German electronic music producer and DJ

Oliver Lieb (born 1969 in Frankfurt, Germany) is an electronic music producer and DJ. He has recorded under more than a dozen aliases with over 200 productions and remixes in various genres such as trance, house and techno. He has also produced tracks for other artists.

==Career==
Lieb began his musical career at the age of fourteen as a bassist in funk and soul bands. However, he often left the bands he played in before they found any real success. Eventually he started exploring electronic music.

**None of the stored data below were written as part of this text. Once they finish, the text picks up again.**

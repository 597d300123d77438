use std::{collections::BTreeMap, error::Error, fs::File, io::BufWriter, path::PathBuf};

use clap::{Parser, ValueEnum};
use log::{info, warn, LevelFilter};
use refract::{Float, Scene, TraceConfig};
use refract_json::serde_json;
use refract_optics::Surface;
use refract_random::{
    rand::{self, rngs::StdRng, SeedableRng},
    random_scene,
};

#[derive(Debug, Clone, Copy, ValueEnum)]
enum LogLevel {
    Off,
    Error,
    Warn,
    Info,
    Debug,
    Trace,
}

impl From<LogLevel> for LevelFilter {
    fn from(level: LogLevel) -> Self {
        match level {
            LogLevel::Off => LevelFilter::Off,
            LogLevel::Error => LevelFilter::Error,
            LogLevel::Warn => LevelFilter::Warn,
            LogLevel::Info => LevelFilter::Info,
            LogLevel::Debug => LevelFilter::Debug,
            LogLevel::Trace => LevelFilter::Trace,
        }
    }
}

/// Trace a random optical scene and dump the resulting ray trees as JSON.
#[derive(Parser, Debug)]
#[command(name = "gen_rand_trace")]
struct Args {
    /// Where to write the JSON snapshot
    output: PathBuf,

    /// Number of random surfaces
    #[arg(long, default_value_t = 12)]
    surfaces: usize,

    /// Number of random light sources
    #[arg(long, default_value_t = 4)]
    sources: usize,

    /// Seed of the scene generator, random if omitted
    #[arg(long)]
    seed: Option<u64>,

    /// Maximum number of bounces followed from a source, 0 for no limit
    #[arg(long, default_value_t = 50)]
    max_depth: usize,

    /// Rays escaping the scene are drawn twice this long
    #[arg(long, default_value_t = 1000.)]
    half_width: Float,

    /// Overridden by `RUST_LOG` when it is set
    #[arg(long, value_enum, default_value_t = LogLevel::Info)]
    log_level: LogLevel,
}

impl Args {
    fn trace_config(&self) -> TraceConfig {
        TraceConfig::default()
            .with_half_width(self.half_width)
            .with_max_depth((self.max_depth > 0).then_some(self.max_depth))
    }
}

fn init_logger(level: LevelFilter) {
    env_logger::Builder::new()
        .filter_level(level)
        .parse_default_env()
        .init();
}

fn log_surface_kinds(surfaces: &[Surface]) {
    let mut kinds = BTreeMap::new();
    for surface in surfaces {
        *kinds.entry(surface.kind()).or_insert(0usize) += 1;
    }
    info!("surfaces: {kinds:?}");
}

fn main() -> Result<(), Box<dyn Error>> {
    let args = Args::parse();
    init_logger(args.log_level.into());

    let seed = args.seed.unwrap_or_else(rand::random);
    info!("seed: {seed}");

    let mut rng = StdRng::seed_from_u64(seed);
    let mut scene: Scene<Surface, _> = random_scene(&mut rng, args.surfaces, args.sources);
    log_surface_kinds(scene.surfaces());

    let config = args.trace_config();
    let pass = scene.retrace(&config)?;
    let stats = &pass.stats;

    info!(
        "traced {} rays: {} hits, {} escaped, {} absorbed, {} pruned, {} truncated",
        stats.nodes, stats.hits, stats.escaped, stats.absorbed, stats.pruned, stats.truncated,
    );

    if pass.warning {
        warn!("the pass was cut short by a numerical fault, the snapshot is partial");
    }

    let json = refract_json::serialize_trace(&config, pass);
    let writer = BufWriter::new(File::create(&args.output)?);
    serde_json::to_writer_pretty(writer, &json)?;

    info!("wrote {}", args.output.display());

    Ok(())
}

His first record, under the alias 'Force Legato', was released by ZYX Music. In 1992, Lieb met Matthias Schindehutte, A&R man for the newly formed Harthouse record label, who contracted him for the Spicelab project. At the same time, Lieb started work on harder tracks, released using the alias Psilocybin. 1993 saw his first releases under the alias L.S.G. on the Hamburg-based Superstition record label, which he discontinued in 2007; in 2015, Lieb announced the reactivation of the project. In 1994, he first co-operated with Harald Großkopf (whom he later also performed with live), releasing tracks using the alias The Ambush. Numerous other aliases were developed by Lieb during the 1990s; these included 23 different aliases as a solo artist, including Paragliders and Superspy, and twenty-two aliases for different groups and collaborations, including Force Legato (with Torsten Fenslau) and Azid Force (with Pascal Dardoufas, a.k.a. Pascal F.E.O.S.).

In 1997, using the alias LSG, Lieb spent a week at No. 63 in the UK Singles Chart with "Netherworld". In 2000, and using his own name, he appeared in the UK Singles Chart for one week at No. 72 with the track "Metropolis", billed as 'Oliver Lieb presents Smoked'.